* TASK BRIEF: Output every record below exactly as it appears.

* SOURCE DATA:
◆ ◆ ◆ ◆ ◆ ◆ ◆

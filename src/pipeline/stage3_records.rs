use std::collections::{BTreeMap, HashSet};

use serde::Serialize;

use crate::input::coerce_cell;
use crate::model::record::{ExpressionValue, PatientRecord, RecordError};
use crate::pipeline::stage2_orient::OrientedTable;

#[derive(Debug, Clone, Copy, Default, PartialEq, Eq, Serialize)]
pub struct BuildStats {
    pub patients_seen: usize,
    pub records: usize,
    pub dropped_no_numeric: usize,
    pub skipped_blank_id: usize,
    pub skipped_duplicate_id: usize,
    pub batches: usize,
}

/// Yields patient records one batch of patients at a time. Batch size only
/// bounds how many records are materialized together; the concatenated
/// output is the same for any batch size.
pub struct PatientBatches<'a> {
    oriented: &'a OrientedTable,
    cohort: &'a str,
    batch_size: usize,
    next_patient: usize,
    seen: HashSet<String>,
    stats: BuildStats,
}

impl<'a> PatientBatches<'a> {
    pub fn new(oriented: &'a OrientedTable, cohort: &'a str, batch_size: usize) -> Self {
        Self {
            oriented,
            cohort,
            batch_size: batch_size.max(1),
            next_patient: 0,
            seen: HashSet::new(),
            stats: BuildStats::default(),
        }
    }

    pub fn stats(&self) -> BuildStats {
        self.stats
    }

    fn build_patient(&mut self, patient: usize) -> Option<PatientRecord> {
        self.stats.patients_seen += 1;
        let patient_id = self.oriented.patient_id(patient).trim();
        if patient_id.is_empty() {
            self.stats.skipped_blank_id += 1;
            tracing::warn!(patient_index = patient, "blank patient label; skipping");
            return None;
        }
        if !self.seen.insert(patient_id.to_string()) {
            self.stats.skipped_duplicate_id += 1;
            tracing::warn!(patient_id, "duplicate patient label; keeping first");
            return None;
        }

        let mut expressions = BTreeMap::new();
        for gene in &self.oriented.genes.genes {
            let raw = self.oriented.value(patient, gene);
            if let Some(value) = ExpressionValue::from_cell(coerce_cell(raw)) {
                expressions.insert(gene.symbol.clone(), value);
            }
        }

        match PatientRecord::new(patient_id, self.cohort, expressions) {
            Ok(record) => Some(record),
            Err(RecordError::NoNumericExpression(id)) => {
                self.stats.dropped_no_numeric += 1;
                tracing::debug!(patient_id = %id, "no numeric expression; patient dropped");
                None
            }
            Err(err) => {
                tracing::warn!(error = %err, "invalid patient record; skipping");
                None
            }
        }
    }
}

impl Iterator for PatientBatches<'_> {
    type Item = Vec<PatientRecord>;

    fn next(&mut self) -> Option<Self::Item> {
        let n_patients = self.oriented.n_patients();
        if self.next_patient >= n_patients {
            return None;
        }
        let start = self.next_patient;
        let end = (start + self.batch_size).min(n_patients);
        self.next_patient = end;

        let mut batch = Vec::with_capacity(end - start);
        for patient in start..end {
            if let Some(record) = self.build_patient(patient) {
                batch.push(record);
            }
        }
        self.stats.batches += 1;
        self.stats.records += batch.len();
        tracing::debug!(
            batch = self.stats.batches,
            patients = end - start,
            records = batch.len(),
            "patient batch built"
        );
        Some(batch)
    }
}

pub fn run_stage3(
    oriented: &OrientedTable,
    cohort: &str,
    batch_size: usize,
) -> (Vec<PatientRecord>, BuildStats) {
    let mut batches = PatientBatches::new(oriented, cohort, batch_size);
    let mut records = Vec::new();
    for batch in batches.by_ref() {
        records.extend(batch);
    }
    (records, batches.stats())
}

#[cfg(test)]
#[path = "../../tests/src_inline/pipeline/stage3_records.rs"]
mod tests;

◆ ◆ ◆ ◆ ◆ ◆ ◆

* EXERCISE RESULT:
filename src/pipeline/stage3_records.rs
use std::collections::{BTreeMap, HashSet};

use serde::Serialize;

use crate::input::coerce_cell;
use crate::model::record::{ExpressionValue, PatientRecord, RecordError};
use crate::pipeline::stage2_orient::OrientedTable;

#[derive(Debug, Clone, Copy, Default, PartialEq, Eq, Serialize)]
pub struct BuildStats {
    pub patients_seen: usize,
    pub records: usize,
    pub dropped_no_numeric: usize,
    pub skipped_blank_id: usize,
    pub skipped_duplicate_id: usize,
    pub batches: usize,
}

/// Yields patient records one batch of patients at a time. Batch size only
/// bounds how many records are materialized together; the concatenated
/// output is the same for any batch size.
pub struct PatientBatches<'a> {
    oriented: &'a OrientedTable,
    cohort: &'a str,
    batch_size: usize,
    next_patient: usize,
    seen: HashSet<String>,
    stats: BuildStats,
}

impl<'a> PatientBatches<'a> {
    pub fn new(oriented: &'a OrientedTable, cohort: &'a str, batch_size: usize) -> Self {
        Self {
            oriented,
            cohort,
            batch_size: batch_size.max(1),
            next_patient: 0,
            seen: HashSet::new(),
            stats: BuildStats::default(),
        }
    }

    pub fn stats(&self) -> BuildStats {
        self.stats
    }

    fn build_patient(&mut self, patient: usize) -> Option<PatientRecord> {
        self.stats.patients_seen += 1;
        let patient_id = self.oriented.patient_id(patient).trim();
        if patient_id.is_empty() {
            self.stats.skipped_blank_id += 1;
            tracing::warn!(patient_index = patient, "blank patient label; skipping");
            return None;
        }
        if !self.seen.insert(patient_id.to_string()) {
            self.stats.skipped_duplicate_id += 1;
            tracing::warn!(patient_id, "duplicate patient label; keeping first");
            return None;
        }

        let mut expressions = BTreeMap::new();
        for gene in &self.oriented.genes.genes {
            let raw = self.oriented.value(patient, gene);
            if let Some(value) = ExpressionValue::from_cell(coerce_cell(raw)) {
                expressions.insert(gene.symbol.clone(), value);
            }
        }

        match PatientRecord::new(patient_id, self.cohort, expressions) {
            Ok(record) => Some(record),
            Err(RecordError::NoNumericExpression(id)) => {
                self.stats.dropped_no_numeric += 1;
                tracing::debug!(patient_id = %id, "no numeric expression; patient dropped");
                None
            }
            Err(err) => {
                tracing::warn!(error = %err, "invalid patient record; skipping");
                None
            }
        }
    }
}

impl Iterator for PatientBatches<'_> {
    type Item = Vec<PatientRecord>;

    fn next(&mut self) -> Option<Self::Item> {
        let n_patients = self.oriented.n_patients();
        if self.next_patient >= n_patients {
            return None;
        }
        let start = self.next_patient;
        let end = (start + self.batch_size).min(n_patients);
        self.next_patient = end;

        let mut batch = Vec::with_capacity(end - start);
        for patient in start..end {
            if let Some(record) = self.build_patient(patient) {
                batch.push(record);
            }
        }
        self.stats.batches += 1;
        self.stats.records += batch.len();
        tracing::debug!(
            batch = self.stats.batches,
            patients = end - start,
            records = batch.len(),
            "patient batch built"
        );
        Some(batch)
    }
}

pub fn run_stage3(
    oriented: &OrientedTable,
    cohort: &str,
    batch_size: usize,
) -> (Vec<PatientRecord>, BuildStats) {
    let mut batches = PatientBatches::new(oriented, cohort, batch_size);
    let mut records = Vec::new();
    for batch in batches.by_ref() {
        records.extend(batch);
    }
    (records, batches.stats())
}

#[cfg(test)]
#[path = "../../tests/src_inline/pipeline/stage3_records.rs"]
mod tests;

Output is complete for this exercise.